Евдокия Ивановна не решалась сказать ему, что и сына Васеньку загнали вместе со студентами в манеж и отправили в Бутырскую тюрьму. «Хватит старику знать и об одной беде. А Васеньку авось выручим – деньги все делают…»

В столичном, петербургском отделении «Русского слова» работало свыше сотни сотрудников и специальных корреспондентов.
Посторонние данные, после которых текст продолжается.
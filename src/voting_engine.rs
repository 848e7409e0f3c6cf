// =============================================================================
// Ensemble Voting Engine — weighted confidence aggregation across sources
// =============================================================================
//
// Every configured source votes once per evaluation. Sources run
// concurrently, each under its own timeout; a timeout, error, or malformed
// response becomes an abstain vote (HOLD, 0.0) so the slowest source bounds
// the cycle but can never stall it.
//
// Aggregate confidence for the candidate action:
//   Σ over sources voting the candidate action of weight[source] × confidence
// Disagreement contributes zero, never a negative term. If every source
// abstains the candidate is forced to HOLD and the decision is discarded
// outright.
// =============================================================================

use std::sync::Arc;
use std::time::Duration;

use chrono::Utc;
use futures_util::future::join_all;
use tracing::{debug, warn};

use crate::decision::{DiscardReason, EnsembleDecision};
use crate::error::EngineError;
use crate::market_data::SymbolContext;
use crate::scoring::{ModelVote, ScoringSource};
use crate::signal::Signal;
use crate::types::Action;
use crate::weights::WeightVector;

pub struct VotingEngine {
    sources: Vec<Arc<dyn ScoringSource>>,
    default_timeout_ms: u64,
}

impl VotingEngine {
    pub fn new(sources: Vec<Arc<dyn ScoringSource>>, default_timeout_ms: u64) -> Self {
        Self {
            sources,
            default_timeout_ms,
        }
    }

    pub fn source_ids(&self) -> Vec<String> {
        self.sources
            .iter()
            .map(|s| s.source_id().to_string())
            .collect()
    }

    // -------------------------------------------------------------------------
    // Vote gathering
    // -------------------------------------------------------------------------

    /// Collect one vote per configured source, concurrently. Never fails:
    /// a source that errors or outruns its timeout abstains.
    pub async fn gather_votes(&self, ctx: &SymbolContext) -> Vec<ModelVote> {
        let futures = self.sources.iter().map(|source| {
            let source = source.clone();
            let timeout_ms = source.timeout_ms().unwrap_or(self.default_timeout_ms);
            async move {
                let id = source.source_id().to_string();
                match tokio::time::timeout(Duration::from_millis(timeout_ms), source.score(ctx))
                    .await
                {
                    Ok(Ok(vote)) => vote,
                    Ok(Err(e)) => {
                        warn!(source = %id, error = %e, "scoring source failed, abstaining");
                        ModelVote::abstain(id, Utc::now())
                    }
                    Err(_) => {
                        let e = EngineError::ScoringTimeout {
                            src: id.clone(),
                            timeout_ms,
                        };
                        warn!(source = %id, error = %e, "scoring source timed out, abstaining");
                        ModelVote::abstain(id, Utc::now())
                    }
                }
            }
        });

        join_all(futures).await
    }

    // -------------------------------------------------------------------------
    // Aggregation
    // -------------------------------------------------------------------------

    /// Score a candidate against the gathered votes under an immutable
    /// weight snapshot. Output is PENDING unless every source abstained.
    pub fn evaluate(
        &self,
        candidate: Signal,
        votes: Vec<ModelVote>,
        weights: &Arc<WeightVector>,
    ) -> EnsembleDecision {
        let all_hold = votes.iter().all(|v| v.action == Action::Hold);

        if all_hold {
            let decision = EnsembleDecision::pending(
                candidate,
                Action::Hold,
                0.0,
                votes,
                weights.version,
                Utc::now(),
            );
            debug!(
                symbol = %decision.symbol,
                "every source held, discarding decision"
            );
            return decision.discard(DiscardReason::AllSourcesAbstained);
        }

        let aggregate: f64 = votes
            .iter()
            .filter(|v| v.action == candidate.action && !v.is_abstain())
            .map(|v| weights.get(&v.source_id) * v.confidence)
            .sum();
        let aggregate = aggregate.clamp(0.0, 1.0);

        debug!(
            symbol = %candidate.symbol,
            action = %candidate.action,
            aggregate,
            weight_version = weights.version,
            "ensemble evaluated"
        );

        let action = candidate.action;
        EnsembleDecision::pending(candidate, action, aggregate, votes, weights.version, Utc::now())
    }
}

impl std::fmt::Debug for VotingEngine {
    fn fmt(&self, f: &mut std::fmt::Formatter<'_>) -> std::fmt::Result {
        f.debug_struct("VotingEngine")
            .field("sources", &self.source_ids())
            .field("default_timeout_ms", &self.default_timeout_ms)
            .finish()
    }
}

// =============================================================================
// Tests
// =============================================================================
#[cfg(test)]
mod tests {
    use super::*;
    use crate::decision::DecisionStatus;
    use crate::error::EngineError;
    use crate::signal::RiskParams;
    use crate::types::Timeframe;
    use async_trait::async_trait;
    use std::collections::BTreeMap;

    fn candidate(action: Action) -> Signal {
        Signal::new(
            "momentum",
            "BTCUSDT",
            Timeframe::H1,
            action,
            0.8,
            RiskParams {
                stop_percent: 2.0,
                target_percent: 3.5,
                size_percent: 10.0,
                min_hold_minutes: 60,
                max_hold_minutes: None,
                trailing_stop: false,
                trailing_activation_pct: None,
                trailing_distance_pct: None,
            },
            4.0,
            Utc::now(),
        )
    }

    fn weights(entries: &[(&str, f64)]) -> Arc<WeightVector> {
        let map: BTreeMap<String, f64> =
            entries.iter().map(|(k, w)| (k.to_string(), *w)).collect();
        Arc::new(WeightVector::initial(&map, Utc::now()).unwrap())
    }

    fn vote(source: &str, action: Action, confidence: f64) -> ModelVote {
        ModelVote::new(source, action, confidence, Utc::now())
    }

    fn engine() -> VotingEngine {
        VotingEngine::new(vec![], 1_000)
    }

    #[test]
    fn majority_agreement_admits_weighted_sum() {
        // oracle BUY 0.60 w=0.50, technical BUY 0.65 w=0.25,
        // sentiment BUY 0.55 w=0.15, macro HOLD w=0.10
        // aggregate = 0.30 + 0.1625 + 0.0825 + 0 = 0.575
        let w = weights(&[
            ("oracle", 0.50),
            ("technical", 0.25),
            ("sentiment", 0.15),
            ("macro", 0.10),
        ]);
        let votes = vec![
            vote("oracle", Action::Buy, 0.60),
            vote("technical", Action::Buy, 0.65),
            vote("sentiment", Action::Buy, 0.55),
            vote("macro", Action::Hold, 0.50),
        ];
        let d = engine().evaluate(candidate(Action::Buy), votes, &w);
        assert_eq!(d.status, DecisionStatus::Pending);
        assert!((d.aggregate_confidence - 0.575).abs() < 1e-9);
        assert_eq!(d.weight_version, 1);
    }

    #[test]
    fn reweighting_the_dissenter_starves_the_aggregate() {
        // Same votes, macro raised to 0.40 at oracle's cost (0.20):
        // aggregate = 0.12 + 0.1625 + 0.0825 + 0 = 0.365
        let w = weights(&[
            ("oracle", 0.20),
            ("technical", 0.25),
            ("sentiment", 0.15),
            ("macro", 0.40),
        ]);
        let votes = vec![
            vote("oracle", Action::Buy, 0.60),
            vote("technical", Action::Buy, 0.65),
            vote("sentiment", Action::Buy, 0.55),
            vote("macro", Action::Hold, 0.50),
        ];
        let d = engine().evaluate(candidate(Action::Buy), votes, &w);
        assert!((d.aggregate_confidence - 0.365).abs() < 1e-9);
    }

    #[test]
    fn disagreement_contributes_zero_not_negative() {
        let w = weights(&[("oracle", 0.5), ("technical", 0.5)]);
        let votes = vec![
            vote("oracle", Action::Buy, 0.6),
            vote("technical", Action::Sell, 0.9),
        ];
        let d = engine().evaluate(candidate(Action::Buy), votes, &w);
        assert!((d.aggregate_confidence - 0.30).abs() < 1e-9);
        assert!(d.aggregate_confidence >= 0.0);
    }

    #[test]
    fn all_hold_discards_regardless_of_threshold() {
        let w = weights(&[("oracle", 0.5), ("technical", 0.5)]);
        let votes = vec![
            ModelVote::abstain("oracle", Utc::now()),
            vote("technical", Action::Hold, 0.9),
        ];
        let d = engine().evaluate(candidate(Action::Buy), votes, &w);
        assert_eq!(d.status, DecisionStatus::Discarded);
        assert_eq!(d.candidate_action, Action::Hold);
        assert_eq!(d.aggregate_confidence, 0.0);
        assert_eq!(d.discard_reason, Some(DiscardReason::AllSourcesAbstained));
    }

    #[test]
    fn aggregate_stays_in_unit_interval() {
        let w = weights(&[("a", 0.5), ("b", 0.5)]);
        let votes = vec![vote("a", Action::Buy, 1.0), vote("b", Action::Buy, 1.0)];
        let d = engine().evaluate(candidate(Action::Buy), votes, &w);
        assert!(d.aggregate_confidence <= 1.0);
        assert!(d.aggregate_confidence >= 0.0);
    }

    // -------------------------------------------------------------------------
    // Gathering under timeouts
    // -------------------------------------------------------------------------

    struct SlowSource {
        id: String,
        delay: Duration,
        vote_action: Action,
    }

    #[async_trait]
    impl ScoringSource for SlowSource {
        fn source_id(&self) -> &str {
            &self.id
        }

        async fn score(&self, _ctx: &SymbolContext) -> Result<ModelVote, EngineError> {
            tokio::time::sleep(self.delay).await;
            Ok(ModelVote::new(&self.id, self.vote_action, 0.7, Utc::now()))
        }
    }

    struct BrokenSource;

    #[async_trait]
    impl ScoringSource for BrokenSource {
        fn source_id(&self) -> &str {
            "broken"
        }

        async fn score(&self, _ctx: &SymbolContext) -> Result<ModelVote, EngineError> {
            Err(EngineError::ScoringMalformed {
                src: "broken".into(),
                reason: "garbage reply".into(),
            })
        }
    }

    fn ctx() -> SymbolContext {
        SymbolContext {
            symbol: "BTCUSDT".into(),
            timeframe: Timeframe::H1,
            last_price: 100.0,
            sma_20: 99.0,
            sma_50: 98.0,
            rsi_14: Some(50.0),
            price_change_5: 0.0,
            price_change_20: 0.0,
            volatility_pct: 3.0,
            recent_closes: vec![],
            captured_at: Utc::now(),
        }
    }

    #[tokio::test(start_paused = true)]
    async fn timed_out_source_abstains_without_stalling_the_rest() {
        let engine = VotingEngine::new(
            vec![
                Arc::new(SlowSource {
                    id: "fast".into(),
                    delay: Duration::from_millis(10),
                    vote_action: Action::Buy,
                }),
                Arc::new(SlowSource {
                    id: "stuck".into(),
                    delay: Duration::from_secs(120),
                    vote_action: Action::Buy,
                }),
            ],
            1_000,
        );

        let start = tokio::time::Instant::now();
        let votes = engine.gather_votes(&ctx()).await;
        let elapsed = start.elapsed();

        assert_eq!(votes.len(), 2);
        let fast = votes.iter().find(|v| v.source_id == "fast").unwrap();
        assert_eq!(fast.action, Action::Buy);
        let stuck = votes.iter().find(|v| v.source_id == "stuck").unwrap();
        assert!(stuck.is_abstain());
        // The cycle is bounded by the timeout, not the stuck source's delay.
        assert!(elapsed < Duration::from_secs(2));
    }

    #[tokio::test]
    async fn erroring_source_abstains() {
        let engine = VotingEngine::new(vec![Arc::new(BrokenSource)], 1_000);
        let votes = engine.gather_votes(&ctx()).await;
        assert_eq!(votes.len(), 1);
        assert!(votes[0].is_abstain());
        assert_eq!(votes[0].source_id, "broken");
    }
}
Такой большой аппарат был необходим потому, что, по выражению Дорошевича, «в Петербурге происходят события, а в Москве, самом большом губернском городе, – только происшествия». Но в декабрьские дни девятьсот пятого года события совершились в «первопрестольной», события первой важности, тряхнувшие устои самодержавия.

Сытин встретился с сотрудниками и писателями, отмахнулся от их сочувствия и с напускной бодростью сказал:

– Веселье лучше печали. Пойдемте-ка в ресторан к Палкину, угощаю!..

Заведующий отделением и несколько сотрудников, в том числе два писателя – Алексей Будищев и Александр Измайлов, – поехали к Палкину.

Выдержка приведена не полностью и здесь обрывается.